He loves N deeply and she has been at the forefront of his mind when he has been working to pull himself back from the brink both mentally and financially. He is in temporary accommodation awaiting a flat, having moved off the streets. He would love to see her and have regular time with her both in person and via telephone or video calls. These latter he would like to be alternate days; direct contact he suggests weekly on a weekend day.
He is not, at this stage, seeking overnight stays and he accepts that N lives with her mother.
He volunteers for [REDACTED] and he was asked to volunteer for a mental health charity, after they helped him. He has worked really hard to pick himself up and is an inspiration to others who have found themselves in similar situations.
With regard to the allegations being investigated by the police, the allegations are not accepted by him and he told the court those investigations are nearly all discontinued. He described his lack of challenge to the evidence before this court as putting ‘away his sticks and stones’ and that he had done this to protect N, protect her mental health and to avoid further disturbance in her life. He did go on to indicate that he had earlier challenged social services but that until these proceedings concluded they ‘wouldn’t entertain me’. Of course he had the opportunity to challenge them during this hearing.
He told the court he did not know about the forged signature and apologised saying that the only way to survive then was to agree an IVA and whilst his mental health has been considered elsewhere, it wasn’t in that particular scenario.
REVIEW OF EVIDENCE:
The mother’s evidence was not challenged by the father and was contained in two witness statements.
She relies on police disclosure which, as of 17 July 2024 showed 3 pending prosecutions – two of which are discontinued and there is now a further investigation regarding the charge.
She relies on the medical disclosure she obtained on behalf of the father. This shows that there is, despite what he has said, no evidence of a diagnosis of dyslexia nor of any Austism Spectrum Disorder. It also shows that he has not contacted his GP since June 2024 when he was prescribed medication for anxiety and depression but the letter does not say for how long that medication was prescribed.
She relies on the reports from Hampshire Children’s Services, which show that they had been involved from October 2022 and October 2023 with N under various Child In Need plans, which ended after the father moved away from the family home and these plans oversaw contact which moved from supervised to unsupervised (although in reality supervised by the father’s sister who appeared to have been a positive and mediating influence). These records show N struggling with the separation whilst the parents remained under the same roof and obtaining help from the school via “I need to talk” cards and an emotional literacy support assistant(ELSA).

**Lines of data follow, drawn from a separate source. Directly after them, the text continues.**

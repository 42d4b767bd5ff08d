//! End-to-end tests through the HTTP adapter.
//!
//! Each test mounts the real route table over the default in-memory wiring
//! and drives it with the actix test harness, asserting on the envelope the
//! way a client would see it.

use actix_http::Request;
use actix_web::body::BoxBody;
use actix_web::dev::{Service, ServiceResponse};
use actix_web::{test, App, Error};
use clap::Parser;
use serde_json::{json, Value};

use backend::inbound::http::configure;
use backend::server::{build_state, AppConfig};

fn config() -> AppConfig {
    AppConfig::parse_from(["backend"])
}

async fn spawn() -> impl Service<Request, Response = ServiceResponse<BoxBody>, Error = Error> {
    let state = build_state(&config()).await.expect("state assembles");
    test::init_service(App::new().configure(|cfg| configure(cfg, &state))).await
}

async fn send(
    app: &impl Service<Request, Response = ServiceResponse<BoxBody>, Error = Error>,
    req: Request,
) -> (u16, Value) {
    let res = test::call_service(app, req).await;
    let status = res.status().as_u16();
    let body = test::read_body(res).await;
    let value = if body.is_empty() {
        Value::Null
    } else {
        serde_json::from_slice(&body).expect("json body")
    };
    (status, value)
}

async fn login(
    app: &impl Service<Request, Response = ServiceResponse<BoxBody>, Error = Error>,
    username: &str,
    password: &str,
) -> (u16, Value) {
    let req = test::TestRequest::post()
        .uri("/account/login")
        .set_json(json!({"username": username, "password": password}))
        .to_request();
    send(app, req).await
}

async fn admin_token(
    app: &impl Service<Request, Response = ServiceResponse<BoxBody>, Error = Error>,
) -> String {
    let (status, body) = login(app, "admin", "admin").await;
    assert_eq!(status, 200);
    assert_eq!(body["code"], json!(0));
    body["data"]["token"].as_str().expect("token").to_owned()
}

fn bearer(token: &str) -> (&'static str, String) {
    ("Authorization", format!("Bearer {token}"))
}

#[actix_web::test]
async fn login_trades_credentials_for_a_token() {
    let app = spawn().await;
    let (status, body) = login(&app, "admin", "admin").await;
    assert_eq!(status, 200);
    assert_eq!(body["code"], json!(0));
    assert_eq!(body["msg"], Value::Null);
    assert!(body["data"]["token"].as_str().is_some());
}

#[actix_web::test]
async fn wrong_password_is_a_field_error_at_http_200() {
    let app = spawn().await;
    let (status, body) = login(&app, "admin", "nope").await;
    assert_eq!(status, 200);
    assert_eq!(body["code"], json!(400));
    assert!(body["data"]["errors"]["password"].is_array());
}

#[actix_web::test]
async fn unknown_usernames_are_a_username_field_error() {
    let app = spawn().await;
    let (status, body) = login(&app, "nobody", "whatever").await;
    assert_eq!(status, 200);
    assert_eq!(body["code"], json!(400));
    assert_eq!(
        body["data"]["errors"]["username"],
        json!(["account does not exist"])
    );
}

#[actix_web::test]
async fn missing_credentials_list_every_absent_field() {
    let app = spawn().await;
    let req = test::TestRequest::post()
        .uri("/account/login")
        .set_json(json!({}))
        .to_request();
    let (status, body) = send(&app, req).await;
    assert_eq!(status, 200);
    assert_eq!(body["code"], json!(400));
    assert!(body["data"]["errors"]["username"].is_array());
    assert!(body["data"]["errors"]["password"].is_array());
}

#[actix_web::test]
async fn login_only_serves_post() {
    let app = spawn().await;
    let req = test::TestRequest::get().uri("/account/login").to_request();
    let (status, body) = send(&app, req).await;
    assert_eq!(status, 405);
    assert_eq!(body, Value::Null);
}

#[actix_web::test]
async fn anonymous_callers_are_refused_with_the_login_code() {
    let app = spawn().await;
    let req = test::TestRequest::get().uri("/article/tag").to_request();
    let (status, body) = send(&app, req).await;
    assert_eq!(status, 401);
    assert_eq!(body["code"], json!(412));
    assert_eq!(body["msg"], json!("login required"));
}

#[actix_web::test]
async fn unsupported_verbs_answer_a_bare_405() {
    let app = spawn().await;
    let token = admin_token(&app).await;
    let req = test::TestRequest::patch()
        .uri("/article/tag")
        .insert_header(bearer(&token))
        .to_request();
    let (status, body) = send(&app, req).await;
    assert_eq!(status, 405);
    assert_eq!(body, Value::Null);
}

#[actix_web::test]
async fn resource_lifecycle_round_trips_through_the_dispatcher() {
    let app = spawn().await;
    let token = admin_token(&app).await;

    let req = test::TestRequest::post()
        .uri("/article/tag")
        .insert_header(bearer(&token))
        .set_json(json!({"name": "rust", "remark": "systems"}))
        .to_request();
    let (status, body) = send(&app, req).await;
    assert_eq!(status, 200);
    assert_eq!(body["code"], json!(0));
    let id = body["data"]["item"]["id"].as_str().expect("id").to_owned();

    let req = test::TestRequest::put()
        .uri(&format!("/article/tag/{id}"))
        .insert_header(bearer(&token))
        .set_json(json!({"name": "rust-lang"}))
        .to_request();
    let (_, body) = send(&app, req).await;
    assert_eq!(body["data"]["item"]["name"], json!("rust-lang"));
    assert_eq!(body["data"]["item"]["remark"], json!("systems"));

    let req = test::TestRequest::get()
        .uri(&format!("/article/tag/{id}"))
        .insert_header(bearer(&token))
        .to_request();
    let (status, body) = send(&app, req).await;
    assert_eq!(status, 200);
    assert_eq!(body["data"]["item"]["name"], json!("rust-lang"));

    let req = test::TestRequest::delete()
        .uri(&format!("/article/tag/{id}"))
        .insert_header(bearer(&token))
        .to_request();
    let (status, body) = send(&app, req).await;
    assert_eq!(status, 200);
    assert_eq!(body["code"], json!(0));

    let req = test::TestRequest::get()
        .uri(&format!("/article/tag/{id}"))
        .insert_header(bearer(&token))
        .to_request();
    let (status, body) = send(&app, req).await;
    assert_eq!(status, 200);
    assert_eq!(body["code"], json!(404));
    assert_eq!(body["msg"], json!("resource does not exist"));
}

#[actix_web::test]
async fn lists_filter_and_paginate() {
    let app = spawn().await;
    let token = admin_token(&app).await;
    for name in ["rust", "ruby", "python", "rails"] {
        let req = test::TestRequest::post()
            .uri("/article/category")
            .insert_header(bearer(&token))
            .set_json(json!({"name": name}))
            .to_request();
        let (_, body) = send(&app, req).await;
        assert_eq!(body["code"], json!(0));
    }

    let req = test::TestRequest::get()
        .uri("/article/category?name=r&page=1&size=2")
        .insert_header(bearer(&token))
        .to_request();
    let (status, body) = send(&app, req).await;
    assert_eq!(status, 200);
    assert_eq!(body["data"]["total_count"], json!(3));
    assert_eq!(body["data"]["total_page"], json!(2));
    assert_eq!(body["data"]["items"].as_array().map(Vec::len), Some(2));
    assert_eq!(body["data"]["page_size"], json!(2));
}

#[actix_web::test]
async fn non_numeric_pagination_parameters_are_a_validation_error() {
    let app = spawn().await;
    let token = admin_token(&app).await;
    let req = test::TestRequest::get()
        .uri("/article/tag?page=two")
        .insert_header(bearer(&token))
        .to_request();
    let (status, body) = send(&app, req).await;
    assert_eq!(status, 200);
    assert_eq!(body["code"], json!(400));
    assert!(body["data"]["errors"]["page"].is_array());
}

#[actix_web::test]
async fn invalid_bodies_are_rejected_before_the_store() {
    let app = spawn().await;
    let token = admin_token(&app).await;
    let req = test::TestRequest::post()
        .uri("/article/tag")
        .insert_header(bearer(&token))
        .set_json(json!({"remark": "no name"}))
        .to_request();
    let (status, body) = send(&app, req).await;
    assert_eq!(status, 200);
    assert_eq!(body["code"], json!(400));
    assert!(body["data"]["errors"]["name"].is_array());
}

#[actix_web::test]
async fn account_management_enforces_the_permission_groups() {
    let app = spawn().await;
    let admin = admin_token(&app).await;

    let req = test::TestRequest::post()
        .uri("/account/manage")
        .insert_header(bearer(&admin))
        .set_json(json!({
            "username": "ada",
            "nickname": "Ada",
            "phone": "13800000000",
            "init_password": "pw-1",
            "init_password_confirm": "pw-1",
        }))
        .to_request();
    let (status, body) = send(&app, req).await;
    assert_eq!(status, 200);
    assert_eq!(body["code"], json!(0));
    let ada_id = body["data"]["item"]["id"].as_str().expect("id").to_owned();
    assert!(body["data"]["item"].get("init_password").is_none());

    let (status, body) = login(&app, "ada", "pw-1").await;
    assert_eq!(status, 200);
    let ada = body["data"]["token"].as_str().expect("token").to_owned();

    // Ordinary accounts may read the roster but not change it.
    let req = test::TestRequest::get()
        .uri("/account/manage")
        .insert_header(bearer(&ada))
        .to_request();
    let (status, body) = send(&app, req).await;
    assert_eq!(status, 200);
    assert_eq!(body["code"], json!(0));
    assert_eq!(body["data"]["total_count"], json!(2));

    let req = test::TestRequest::put()
        .uri(&format!("/account/manage/{ada_id}"))
        .insert_header(bearer(&ada))
        .set_json(json!({"nickname": "Countess"}))
        .to_request();
    let (status, body) = send(&app, req).await;
    assert_eq!(status, 401);
    assert_eq!(body["code"], json!(444));
    assert_eq!(body["msg"], json!("operation not permitted"));
}

#[actix_web::test]
async fn password_reset_action_rotates_the_credential() {
    let app = spawn().await;
    let admin = admin_token(&app).await;

    let req = test::TestRequest::post()
        .uri("/account/manage")
        .insert_header(bearer(&admin))
        .set_json(json!({
            "username": "ada",
            "nickname": "Ada",
            "phone": "13800000000",
            "init_password": "pw-1",
            "init_password_confirm": "pw-1",
        }))
        .to_request();
    let (_, body) = send(&app, req).await;
    let ada_id = body["data"]["item"]["id"].as_str().expect("id").to_owned();

    let req = test::TestRequest::post()
        .uri(&format!("/account/manage/{ada_id}/reset_password"))
        .insert_header(bearer(&admin))
        .set_json(json!({"new_password": "pw-2", "new_password_confirm": "pw-2"}))
        .to_request();
    let (status, body) = send(&app, req).await;
    assert_eq!(status, 200);
    assert_eq!(body["code"], json!(0));

    let (_, body) = login(&app, "ada", "pw-1").await;
    assert_eq!(body["code"], json!(400));
    let (_, body) = login(&app, "ada", "pw-2").await;
    assert_eq!(body["code"], json!(0));
}

#[actix_web::test]
async fn password_reset_action_is_superuser_only() {
    let app = spawn().await;
    let admin = admin_token(&app).await;

    let req = test::TestRequest::post()
        .uri("/account/manage")
        .insert_header(bearer(&admin))
        .set_json(json!({
            "username": "ada",
            "nickname": "Ada",
            "phone": "13800000000",
            "init_password": "pw-1",
            "init_password_confirm": "pw-1",
        }))
        .to_request();
    let (_, body) = send(&app, req).await;
    let ada_id = body["data"]["item"]["id"].as_str().expect("id").to_owned();

    let (_, body) = login(&app, "ada", "pw-1").await;
    let ada = body["data"]["token"].as_str().expect("token").to_owned();

    let req = test::TestRequest::post()
        .uri(&format!("/account/manage/{ada_id}/reset_password"))
        .insert_header(bearer(&ada))
        .set_json(json!({"new_password": "x", "new_password_confirm": "x"}))
        .to_request();
    let (status, body) = send(&app, req).await;
    assert_eq!(status, 401);
    assert_eq!(body["code"], json!(444));
}

#[actix_web::test]
async fn disabled_accounts_cannot_log_in_or_act() {
    let app = spawn().await;
    let admin = admin_token(&app).await;

    let req = test::TestRequest::post()
        .uri("/account/manage")
        .insert_header(bearer(&admin))
        .set_json(json!({
            "username": "ada",
            "nickname": "Ada",
            "phone": "13800000000",
            "init_password": "pw-1",
            "init_password_confirm": "pw-1",
        }))
        .to_request();
    let (_, body) = send(&app, req).await;
    let ada_id = body["data"]["item"]["id"].as_str().expect("id").to_owned();

    let (_, body) = login(&app, "ada", "pw-1").await;
    let ada = body["data"]["token"].as_str().expect("token").to_owned();

    let req = test::TestRequest::put()
        .uri(&format!("/account/manage/{ada_id}"))
        .insert_header(bearer(&admin))
        .set_json(json!({"status": 0}))
        .to_request();
    let (_, body) = send(&app, req).await;
    assert_eq!(body["code"], json!(0));
    assert_eq!(body["data"]["item"]["status"], json!(0));

    // At login the refusal is a validation outcome.
    let (status, body) = login(&app, "ada", "pw-1").await;
    assert_eq!(status, 200);
    assert_eq!(body["code"], json!(400));
    assert_eq!(
        body["data"]["errors"]["non_field_errors"],
        json!(["account disabled, contact the administrator"])
    );

    // The still-valid token resolves, but the permission baseline refuses it
    // with the need-login code and the distinct banned message.
    let req = test::TestRequest::get()
        .uri("/article/tag")
        .insert_header(bearer(&ada))
        .to_request();
    let (status, body) = send(&app, req).await;
    assert_eq!(status, 401);
    assert_eq!(body["code"], json!(412));
    assert_eq!(body["msg"], json!("account disabled, contact the administrator"));
}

The evidence of the social worker was not challenged by the father either. I gave him an hour, at his request, to consider what challenges he wished to make or questions he wished to ask. Following that hour he told the court that he had tried to think of some but had not thought of any questions. I asked if he was sure, given that he had told the court he did not accept the recommendations and asked again whether there was nothing he sought to challenge or check.
He asked one question which was what support the Local Authority are giving N, to which the answer at present is none because her needs are being satisfactorily managed.
Some questions were put by mother’s counsel and I too asked a few questions of clarification. Those were to do with what the mother should expect to see from the father in terms of the mental health support over the course of three months as recommended – this was confirmed to be a letter or report from a mental health agency saying that he has been so supported; and that when this, together with consistency in letters / cards / gifts to N, and confirmation that police involvement has concluded, then telephone contact could be considered. I asked whether it was anticipated it would be for mother to be reassured and for it to be in her control as to contact moving on. The social worker told the court she could have re-framed it for evidence being presented to the court, but when I made the point that this is a final hearing, she confirmed that it would be for the mother.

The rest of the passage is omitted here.